■ Work task ■
First find the line with "pub(crate) use controller::ControllerSelector;" in the entries below, then set down exactly every line through the line with "use crate::device::Submission;", that line included.

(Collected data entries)
//! Controller discovery: probe/attach callbacks and an in-process driver.
//!
//! A driver enumerates controllers and calls back into an [`AttachHandler`]:
//! `probe` accepts or rejects each discovered controller and may adjust its
//! options; `attach` hands over an accepted controller.

use std::fmt;
use std::sync::Arc;

use tracing::{debug, info, warn};

use crate::device::StorageDevice;

/// Transport a controller is reached through.
#[derive(Debug, Clone, Copy, PartialEq, Eq)]
pub enum TransportType {
    /// Local PCIe function.
    Pcie,
    /// NVMe over TCP.
    Tcp,
    /// NVMe over RDMA.
    Rdma,
    /// In-process namespace.
    Local,
}

/// Identifies one discovered controller.
#[derive(Debug, Clone, PartialEq, Eq)]
pub struct TransportId {
    /// Transport the controller was found on.
    pub transport: TransportType,
    /// Transport address (PCI BDF, host:port, or a local label).
    pub address: String,
}

impl TransportId {
    /// Transport id from its parts.
    pub fn new(transport: TransportType, address: impl Into<String>) -> Self {
        Self {
            transport,
            address: address.into(),
        }
    }

    /// Transport id for an in-process namespace.
    pub fn local(address: impl Into<String>) -> Self {
        Self::new(TransportType::Local, address)
    }
}

impl fmt::Display for TransportId {
    fn fmt(&self, f: &mut fmt::Formatter<'_>) -> fmt::Result {
        write!(f, "{:?}:{}", self.transport, self.address)
    }
}

/// Options negotiated while probing a controller.
#[derive(Debug, Clone, PartialEq, Eq)]
pub struct ControllerOptions {
    /// Number of I/O queue pairs requested.
    pub num_io_queues: u32,
    /// Entries per I/O queue.
    pub io_queue_size: u32,
    /// Outstanding requests allowed per queue pair.
    pub io_queue_requests: u32,
}

impl Default for ControllerOptions {
    fn default() -> Self {
        Self {
            num_io_queues: 8,
            io_queue_size: 256,
            io_queue_requests: 512,
        }
    }
}

/// An attached controller and its single active namespace.
pub struct Controller<D: StorageDevice> {
    transport: TransportId,
    namespace: Arc<D>,
    max_transfer_size: usize,
}

impl<D: StorageDevice> Controller<D> {
    /// Controller exposing `namespace`, accepting requests up to
    /// `max_transfer_size` bytes.
    pub fn new(transport: TransportId, namespace: Arc<D>, max_transfer_size: usize) -> Self {
        Self {
            transport,
            namespace,
            max_transfer_size,
        }
    }

    /// Where the controller was found.
    pub fn transport(&self) -> &TransportId {
        &self.transport
    }

    /// The first (and only) active namespace.
    pub fn namespace(&self) -> &Arc<D> {
        &self.namespace
    }

    /// Largest transfer the controller accepts in one command.
    pub fn max_transfer_size(&self) -> usize {
        self.max_transfer_size
    }
}

impl<D: StorageDevice> fmt::Debug for Controller<D> {
    fn fmt(&self, f: &mut fmt::Formatter<'_>) -> fmt::Result {
        let namespace: &D = &self.namespace;
        f.debug_struct("Controller")
            .field("transport", &self.transport)
            .field("capacity", &namespace.capacity())
            .field("max_transfer_size", &self.max_transfer_size)
            .finish()
    }
}

/// Callbacks invoked by a driver's enumeration routine.
pub trait AttachHandler<D: StorageDevice> {
    /// Accept (`true`) or reject a discovered controller.
    fn probe(&mut self, trid: &TransportId, opts: &mut ControllerOptions) -> bool;

    /// Take ownership of an accepted controller.
    fn attach(&mut self, trid: &TransportId, controller: Controller<D>, opts: &ControllerOptions);
}

/// A controller enumeration routine.
pub trait Driver<D: StorageDevice> {
    /// Probe every reachable controller; returns how many were attached.
    fn enumerate(&self, handler: &mut dyn AttachHandler<D>) -> usize;
}

/// Driver over namespaces living in this process.
pub struct LocalDriver<D: StorageDevice> {
    controllers: Vec<(TransportId, Arc<D>, usize)>,
}

impl<D: StorageDevice> LocalDriver<D> {
    /// Default controller transfer limit (128 KiB).
    pub const DEFAULT_MAX_TRANSFER: usize = 128 * 1024;

    /// Driver with no namespaces.
    pub fn new() -> Self {
        Self {
            controllers: Vec::new(),
        }
    }

    /// Driver exposing exactly one namespace.
    pub fn single(address: impl Into<String>, namespace: Arc<D>) -> Self {
        Self::new().with_namespace(address, namespace)
    }

    /// Add a namespace behind a controller with the default transfer limit.
    pub fn with_namespace(self, address: impl Into<String>, namespace: Arc<D>) -> Self {
        self.with_controller(address, namespace, Self::DEFAULT_MAX_TRANSFER)
    }

    /// Add a namespace behind a controller with its own transfer limit.
    pub fn with_controller(
        mut self,
        address: impl Into<String>,
        namespace: Arc<D>,
        max_transfer_size: usize,
    ) -> Self {
        self.controllers
            .push((TransportId::local(address), namespace, max_transfer_size));
        self
    }
}

impl<D: StorageDevice> Default for LocalDriver<D> {
    fn default() -> Self {
        Self::new()
    }
}

impl<D: StorageDevice> Driver<D> for LocalDriver<D> {
    fn enumerate(&self, handler: &mut dyn AttachHandler<D>) -> usize {
        let mut attached = 0;
        for (trid, namespace, max_transfer) in &self.controllers {
            let mut opts = ControllerOptions::default();
            if !handler.probe(trid, &mut opts) {
                debug!(%trid, "controller rejected by probe");
                continue;
            }
            let controller = Controller::new(trid.clone(), Arc::clone(namespace), *max_transfer);
            handler.attach(trid, controller, &opts);
            attached += 1;
        }
        attached
    }
}

/// Attach handler that keeps the first acceptable controller.
pub(crate) struct ControllerSelector<D: StorageDevice> {
    address_filter: Option<String>,
    requested: ControllerOptions,
    attached: Option<(Controller<D>, ControllerOptions)>,
}

impl<D: StorageDevice> ControllerSelector<D> {
    pub(crate) fn new(address_filter: Option<String>, requested: ControllerOptions) -> Self {
        Self {
            address_filter,
            requested,
            attached: None,
        }
    }

    pub(crate) fn into_attached(self) -> Option<(Controller<D>, ControllerOptions)> {
        self.attached
    }
}

impl<D: StorageDevice> AttachHandler<D> for ControllerSelector<D> {
    fn probe(&mut self, trid: &TransportId, opts: &mut ControllerOptions) -> bool {
        if self.attached.is_some() {
            return false;
        }
        if let Some(filter) = &self.address_filter {
            if *filter != trid.address {
                return false;
            }
        }
        opts.num_io_queues = self.requested.num_io_queues;
        opts.io_queue_size = self.requested.io_queue_size;
        opts.io_queue_requests = self.requested.io_queue_requests;
        true
    }

    fn attach(&mut self, trid: &TransportId, controller: Controller<D>, opts: &ControllerOptions) {
        if self.attached.is_some() {
            warn!(%trid, "ignoring extra controller attach");
            return;
        }
        let namespace: &D = controller.namespace();
        info!(
            %trid,
            capacity = namespace.capacity(),
            sector_size = namespace.sector_size(),
            "attached controller"
        );
        self.attached = Some((controller, opts.clone()));
    }
}

#[cfg(test)]
mod tests {
    use super::*;
    use crate::device::MemNamespace;

    #[test]
    fn test_selector_keeps_first_controller() {
        let driver = LocalDriver::new()
            .with_namespace("ns-a", Arc::new(MemNamespace::new(1 << 20)))
            .with_namespace("ns-b", Arc::new(MemNamespace::new(1 << 20)));

        let mut selector = ControllerSelector::new(None, ControllerOptions::default());
        assert_eq!(driver.enumerate(&mut selector), 1);

        let (controller, _) = selector.into_attached().unwrap();
        assert_eq!(controller.transport().address, "ns-a");
    }

    #[test]
    fn test_selector_address_filter() {
        let driver = LocalDriver::new()
            .with_namespace("ns-a", Arc::new(MemNamespace::new(1 << 20)))
            .with_namespace("ns-b", Arc::new(MemNamespace::new(1 << 20)));

        let requested = ControllerOptions {
            num_io_queues: 2,
            ..ControllerOptions::default()
        };
        let mut selector = ControllerSelector::new(Some("ns-b".into()), requested);
        driver.enumerate(&mut selector);

        let (controller, opts) = selector.into_attached().unwrap();
        assert_eq!(controller.transport().address, "ns-b");
        assert_eq!(opts.num_io_queues, 2);
    }

    #[test]
    fn test_no_match_attaches_nothing() {
        let driver: LocalDriver<MemNamespace> = LocalDriver::new();
        let mut selector = ControllerSelector::new(None, ControllerOptions::default());
        assert_eq!(driver.enumerate(&mut selector), 0);
        assert!(selector.into_attached().is_none());
    }
}
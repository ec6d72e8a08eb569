mod common;

use std::time::Duration;

use rand::Rng;

use nvlog::device::StorageDevice;
use nvlog::{AppendRequest, Durability, LogEngine};

use common::{engine, fuzz_params, namespace, rng};

/// Expected state of one log.
#[derive(Default)]
struct Model {
    id: u32,
    name: String,
    payloads: Vec<Vec<u8>>,
    head: i64,
    version: i64,
    next_offset: u64,
}

fn verify<D: StorageDevice>(engine: &LogEngine<D>, model: &Model) {
    let metadata = engine.log_metadata(model.id).expect("metadata");
    assert_eq!(metadata.tail, model.payloads.len() as i64, "{}", model.name);
    assert_eq!(metadata.head, model.head, "{}", model.name);
    assert_eq!(metadata.version, model.version, "{}", model.name);
    for index in model.head as usize..model.payloads.len() {
        let got = engine.read_data(model.id, index as u64).expect("read_data");
        assert_eq!(got, model.payloads[index], "{} entry {index}", model.name);
    }
}

#[test]
fn fuzz_append_trim_reopen() {
    let (seed, steps) = fuzz_params("append_trim_reopen", 300);
    let mut rng = rng(seed);
    let ns = namespace();
    let mut engine = engine(&ns);

    let mut models: Vec<Model> = (0..3)
        .map(|i| {
            let name = format!("fuzz-{i}");
            let log = engine.load(&name).expect("load");
            Model {
                id: log.id,
                name,
                version: log.metadata.version,
                ..Model::default()
            }
        })
        .collect();

    for _ in 0..steps {
        let model = &mut models[rng.gen_range(0..3)];
        let sector = engine.geometry().sector_size() as u64;

        match rng.gen_range(0..100) {
            0..=79 => {
                let len = rng.gen_range(0usize..=3000);
                let mut data = vec![0u8; len];
                rng.fill(&mut data[..]);

                let committed = engine.log_metadata(model.id).expect("metadata");
                let version = model.version + rng.gen_range(1..=3);
                let request =
                    AppendRequest::at_tail(&committed, data.clone(), model.next_offset, version);
                if rng.gen_bool(0.5) {
                    engine
                        .append(model.id, request, Durability::Sync)
                        .expect("append");
                } else {
                    engine
                        .append(model.id, request, Durability::Async)
                        .expect("append");
                    assert!(engine
                        .wait_for_version(model.id, version, Duration::from_secs(10))
                        .expect("wait"));
                }

                model.next_offset += (len as u64).div_ceil(sector) * sector;
                model.payloads.push(data);
                model.version = version;
            }
            80..=89 => {
                let tail = model.payloads.len() as i64;
                if model.head == tail {
                    continue;
                }
                let mut metadata = engine.log_metadata(model.id).expect("metadata");
                metadata.head = rng.gen_range(model.head..=tail);
                metadata.version = model.version + 1;
                engine
                    .update_metadata(model.id, metadata.clone(), Durability::Sync)
                    .expect("update_metadata");
                model.head = metadata.head;
                model.version = metadata.version;
            }
            _ => {
                drop(engine);
                engine = common::engine(&ns);
                for model in &models {
                    assert_eq!(engine.load(&model.name).expect("reload").id, model.id);
                }
            }
        }
    }

    for model in &models {
        verify(&engine, model);
    }
}
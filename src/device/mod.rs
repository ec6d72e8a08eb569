//! Block device abstraction
//!
//! This module provides the namespace traits, the controller probe/attach
//! contract, device geometry and the queue pairs that workers submit to.

mod controller;
mod file_device;
mod geometry;
mod mem_device;
mod qpair;
mod traits;

pub use controller::{
    AttachHandler, Controller, ControllerOptions, Driver, LocalDriver, TransportId, TransportType,
};
pub(crate) use controller::ControllerSelector;
pub use file_device::FileNamespace;
pub use geometry::DeviceGeometry;
pub use mem_device::MemNamespace;
pub use qpair::{CompletionFn, IoCommand, QueuePair, Submission};
pub use traits::{IoFuture, StorageDevice, SyncStorageDevice};
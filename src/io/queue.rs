//! Request queue shared by callers and the workers that drain it.

use std::time::Duration;

use crossbeam::channel::{unbounded, Receiver, RecvTimeoutError, Sender, TryRecvError};
use parking_lot::RwLock;

use crate::device::Submission;

pub(crate) enum QueueItem {
    Request(Submission),
    /// Nudges a blocked worker so it re-checks the closed flag.
    Wake,
}

/// Unbounded FIFO of device submissions.
///
/// Caller-facing pushes are rejected once the queue is closed. Completion
/// callbacks running on a worker use [`RequestQueue::push_internal`], which
/// the worker is guaranteed to drain before it exits.
pub(crate) struct RequestQueue {
    name: &'static str,
    tx: Sender<QueueItem>,
    rx: Receiver<QueueItem>,
    open: RwLock<bool>,
}

impl RequestQueue {
    pub(crate) fn new(name: &'static str) -> Self {
        let (tx, rx) = unbounded();
        Self {
            name,
            tx,
            rx,
            open: RwLock::new(true),
        }
    }

    pub(crate) fn name(&self) -> &'static str {
        self.name
    }

    /// Enqueue a request. A closed queue hands the submission back.
    pub(crate) fn push(&self, submission: Submission) -> Result<(), Submission> {
        let open = self.open.read();
        if !*open {
            return Err(submission);
        }
        self.send(submission)
    }

    /// Enqueue from a completion callback, regardless of the closed flag.
    pub(crate) fn push_internal(&self, submission: Submission) -> Result<(), Submission> {
        self.send(submission)
    }

    fn send(&self, submission: Submission) -> Result<(), Submission> {
        self.tx
            .send(QueueItem::Request(submission))
            .map_err(|err| match err.into_inner() {
                QueueItem::Request(submission) => submission,
                QueueItem::Wake => unreachable!("only requests are sent here"),
            })
    }

    /// Stop accepting caller requests and wake `waiters` blocked workers.
    pub(crate) fn close(&self, waiters: usize) {
        let mut open = self.open.write();
        *open = false;
        for _ in 0..waiters {
            let _ = self.tx.send(QueueItem::Wake);
        }
    }

    pub(crate) fn is_closed(&self) -> bool {
        !*self.open.read()
    }

    /// Requests (and wake tokens) still queued.
    pub(crate) fn len(&self) -> usize {
        self.rx.len()
    }

    pub(crate) fn is_empty(&self) -> bool {
        self.rx.is_empty()
    }

    /// Block up to `timeout` for the next item.
    pub(crate) fn recv_timeout(&self, timeout: Duration) -> Option<QueueItem> {
        match self.rx.recv_timeout(timeout) {
            Ok(item) => Some(item),
            Err(RecvTimeoutError::Timeout) | Err(RecvTimeoutError::Disconnected) => None,
        }
    }

    pub(crate) fn try_recv(&self) -> Option<QueueItem> {
        match self.rx.try_recv() {
            Ok(item) => Some(item),
            Err(TryRecvError::Empty) | Err(TryRecvError::Disconnected) => None,
        }
    }
}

■ Response to the task ■
pub(crate) use controller::ControllerSelector;
pub use file_device::FileNamespace;
pub use geometry::DeviceGeometry;
pub use mem_device::MemNamespace;
pub use qpair::{CompletionFn, IoCommand, QueuePair, Submission};
pub use traits::{IoFuture, StorageDevice, SyncStorageDevice};
filename src/io/queue.rs
//! Request queue shared by callers and the workers that drain it.

use std::time::Duration;

use crossbeam::channel::{unbounded, Receiver, RecvTimeoutError, Sender, TryRecvError};
use parking_lot::RwLock;

use crate::device::Submission;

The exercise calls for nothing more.